Stored items:
____________
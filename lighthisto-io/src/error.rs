use std::io;
use thiserror::Error;

use lighthisto_core::HistoError;

/// Error type for lighthisto-io operations.
#[derive(Error, Debug)]
pub enum CodecError {
    /// IO error occurred during file operations.
    #[error("IO error: {0}")]
    Io(#[from] io::Error),

    /// The document is not well-formed XML.
    #[error("Can't parse AIDA document: {0}")]
    Xml(#[from] roxmltree::Error),

    /// A mandatory attribute is missing from an element.
    #[error("<{element}> element is missing the '{attribute}' attribute")]
    MissingAttribute {
        element: &'static str,
        attribute: &'static str,
    },

    /// An element does not have the expected children.
    #[error("Unexpected document structure: {0}")]
    UnexpectedShape(String),

    /// A numeric attribute could not be parsed.
    #[error("Invalid number '{value}' in {context}")]
    InvalidNumber { context: String, value: String },

    /// A flat-format block has no `AidaPath` header.
    #[error("Flat histogram block '{block}' has no AidaPath header")]
    MissingAidaPath { block: String },

    /// The document is neither UTF-8 nor declared as Latin-1.
    #[error("AIDA document is not valid UTF-8 and declares no Latin-1 encoding")]
    InvalidEncoding,

    /// A `# BEGIN HISTOGRAM` block was not closed.
    #[error("Histogram block '{0}' has no matching '# END HISTOGRAM'")]
    UnterminatedBlock(String),

    #[error(transparent)]
    Core(#[from] HistoError),
}

/// Result type alias for lighthisto-io operations.
pub type Result<T> = std::result::Result<T, CodecError>;
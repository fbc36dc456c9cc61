use std::path::Path;

use log::{debug, error, warn};

use lighthisto_core::models::{Bin, Histogram};
use lighthisto_core::utils::{format_sci, read_to_string_dynamic, write_dynamic};

use crate::consts::*;
use crate::error::{CodecError, Result};

///
/// Column layout of flat bin rows.
///
#[derive(Debug, Clone, Copy, PartialEq, Eq, Default)]
pub enum FlatMode {
    /// `xlow xhigh yval yerrminus yerrplus`
    #[default]
    Standard,
    /// `xval yval xlow xhigh ylow yhigh`, ready for plotting with error boxes
    Gnuplot,
}

impl FlatMode {
    fn column_header(&self) -> &'static str {
        match self {
            FlatMode::Standard => "## xlow  \txhigh   \tyval    \tyerrminus\tyerrplus",
            FlatMode::Gnuplot => "## xval  \tyval    \txlow    \txhigh    \tylow     \tyhigh",
        }
    }
}

///
/// Get one bin as a tab separated flat row.
///
pub fn bin_to_flat(bin: &Bin, mode: FlatMode) -> String {
    let columns = match mode {
        FlatMode::Standard => vec![
            bin.x_low,
            bin.x_high,
            bin.y_value,
            bin.y_err_minus,
            bin.y_err_plus,
        ],
        FlatMode::Gnuplot => vec![
            bin.center(),
            bin.y_value,
            bin.x_low,
            bin.x_high,
            bin.y_value - bin.y_err_minus,
            bin.y_value + bin.y_err_plus,
        ],
    };

    columns
        .into_iter()
        .map(format_sci)
        .collect::<Vec<_>>()
        .join("\t")
}

/// `Title`, `XLabel` and `YLabel` header lines, empty when unset
fn metadata_lines(histogram: &Histogram) -> String {
    [
        (TITLE_KEY, &histogram.title),
        (X_LABEL_KEY, &histogram.x_label),
        (Y_LABEL_KEY, &histogram.y_label),
    ]
    .into_iter()
    .map(|(key, value)| format!("{}={}\n", key, value.as_deref().unwrap_or("")))
    .collect()
}

///
/// Get a histogram as a `# BEGIN HISTOGRAM` ... `# END HISTOGRAM` block.
///
/// # Arguments
/// - histogram: the histogram to render
/// - mode: column layout of the bin rows
pub fn to_flat(histogram: &Histogram, mode: FlatMode) -> String {
    let full_path = histogram.full_path();

    let mut out = format!("{} {}\n", FLAT_BEGIN_HISTOGRAM, full_path);
    out.push_str(&format!("{}={}\n", AIDA_PATH_KEY, full_path));
    out.push_str(&metadata_lines(histogram));
    if histogram.is_reference() {
        for (key, value) in REF_HINTS {
            out.push_str(&format!("{}={}\n", key, value));
        }
    }

    out.push_str(&format!("## Area: {}\n", format_sci(histogram.area())));
    out.push_str(&format!("## Num bins: {}\n", histogram.num_bins()));
    out.push_str(mode.column_header());
    out.push('\n');

    for bin in histogram.bins().iter() {
        out.push_str(&bin_to_flat(bin, mode));
        out.push('\n');
    }

    out.push_str(FLAT_END_HISTOGRAM);
    out
}

///
/// Get a `# BEGIN PLOT` section carrying the histogram's title and axis labels.
///
pub fn plot_header(histogram: &Histogram) -> String {
    let mut out = format!("{} {}\n", FLAT_BEGIN_PLOT, histogram.full_path());
    out.push_str("LogY=1\n");
    out.push_str(&metadata_lines(histogram));
    out.push_str(FLAT_END_PLOT);
    out
}

///
/// Get many histograms as one flat document, blocks separated by a blank line.
///
pub fn to_flat_document(histograms: &[Histogram], mode: FlatMode) -> String {
    let mut out = histograms
        .iter()
        .map(|h| to_flat(h, mode))
        .collect::<Vec<_>>()
        .join("\n\n");
    out.push('\n');
    out
}

fn non_empty(value: &str) -> Option<String> {
    if value.is_empty() {
        None
    } else {
        Some(value.to_string())
    }
}

fn parse_bin_row(line: &str) -> Option<Bin> {
    let values = line
        .split_whitespace()
        .map(str::parse::<f64>)
        .collect::<std::result::Result<Vec<_>, _>>()
        .ok()?;

    match *values.as_slice() {
        [x_low, x_high, y_value, y_err] => Some(Bin::symmetric(x_low, x_high, y_value, y_err)),
        [x_low, x_high, y_value, y_err_minus, y_err_plus] => {
            Some(Bin::new(x_low, x_high, y_value, y_err_plus, y_err_minus))
        }
        _ => None,
    }
}

///
/// Build a histogram from the lines of one flat block.
///
/// Marker and comment lines are skipped, `key=value` lines set metadata, and every other
/// line must be a bin row of four (symmetric error) or five numbers. Malformed rows are
/// logged and skipped. The block must name its histogram with an `AidaPath` header.
pub fn histogram_from_flat<'a, I>(lines: I) -> Result<Histogram>
where
    I: IntoIterator<Item = &'a str>,
{
    let mut block_name: Option<String> = None;
    let mut aida_path: Option<String> = None;
    let mut title = None;
    let mut x_label = None;
    let mut y_label = None;
    let mut bins = Vec::new();

    for line in lines {
        let line = line.trim_end();
        if line.trim_start().is_empty() {
            continue;
        }

        if let Some(name) = line.strip_prefix(FLAT_BEGIN_HISTOGRAM) {
            block_name = Some(name.trim().to_string());
            continue;
        }
        if line.starts_with('#') {
            continue;
        }

        if let Some((key, value)) = line.split_once('=') {
            match key.trim() {
                AIDA_PATH_KEY => aida_path = non_empty(value.trim()),
                TITLE_KEY => title = non_empty(value),
                X_LABEL_KEY => x_label = non_empty(value),
                Y_LABEL_KEY => y_label = non_empty(value),
                other => debug!("Ignoring flat header '{}'", other),
            }
            continue;
        }

        match parse_bin_row(line) {
            Some(bin) => bins.push(bin),
            None => error!("Unknown line format in '{}'", line),
        }
    }

    let aida_path = aida_path.ok_or_else(|| CodecError::MissingAidaPath {
        block: block_name.unwrap_or_default(),
    })?;

    let mut histogram = Histogram::from_full_path(&aida_path).with_bins(bins);
    histogram.title = title;
    histogram.x_label = x_label;
    histogram.y_label = y_label;

    Ok(histogram)
}

///
/// Read every histogram block of a flat document, in document order.
///
/// `# BEGIN PLOT` sections and anything else outside histogram blocks are ignored. A
/// document without block markers is read as a single bare block when it has an `AidaPath`.
pub fn read_flat_document(text: &str) -> Result<Vec<Histogram>> {
    let mut histograms = Vec::new();
    let mut current: Option<(String, Vec<&str>)> = None;

    for line in text.lines() {
        let trimmed = line.trim();

        if let Some(name) = trimmed.strip_prefix(FLAT_BEGIN_HISTOGRAM) {
            if let Some((open, _)) = current.take() {
                return Err(CodecError::UnterminatedBlock(open));
            }
            current = Some((name.trim().to_string(), vec![line]));
        } else if trimmed.starts_with(FLAT_END_HISTOGRAM) {
            match current.take() {
                Some((_, lines)) => histograms.push(histogram_from_flat(lines)?),
                None => warn!("Ignoring '{}' outside a histogram block", FLAT_END_HISTOGRAM),
            }
        } else if let Some((_, lines)) = current.as_mut() {
            lines.push(line);
        }
    }

    if let Some((open, _)) = current.take() {
        return Err(CodecError::UnterminatedBlock(open));
    }

    let has_aida_path = text
        .lines()
        .any(|l| l.trim_start().starts_with(AIDA_PATH_KEY));
    if histograms.is_empty() && has_aida_path {
        debug!("No histogram markers found, reading document as a single block");
        histograms.push(histogram_from_flat(text.lines())?);
    }

    debug!("Read {} histograms from flat document", histograms.len());
    Ok(histograms)
}

///
/// Read all histograms from a flat file on disk (optionally gzip'd).
///
pub fn read_flat_file<P: AsRef<Path>>(path: P) -> Result<Vec<Histogram>> {
    let text = read_to_string_dynamic(path.as_ref())?;
    read_flat_document(&text)
}

pub trait FlatWrite {
    ///
    /// Write histograms to disk in the flat format
    /// (gzip'd when the path ends in `.gz`)
    ///
    /// # Arguments
    /// - path: the path to the file to dump to
    /// - mode: column layout of the bin rows
    fn write_flat<T: AsRef<Path>>(&self, path: T, mode: FlatMode) -> std::io::Result<()>;
}

impl FlatWrite for [Histogram] {
    fn write_flat<T: AsRef<Path>>(&self, path: T, mode: FlatMode) -> std::io::Result<()> {
        write_dynamic(path.as_ref(), &to_flat_document(self, mode))
    }
}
____________
What you should do - Your answer must be a copy of every line in the data above that holds the string "skipped".

Written response -
/// Marker and comment lines are skipped, `key=value` lines set metadata, and every other
/// logged and skipped. The block must name its histogram with an `AidaPath` header.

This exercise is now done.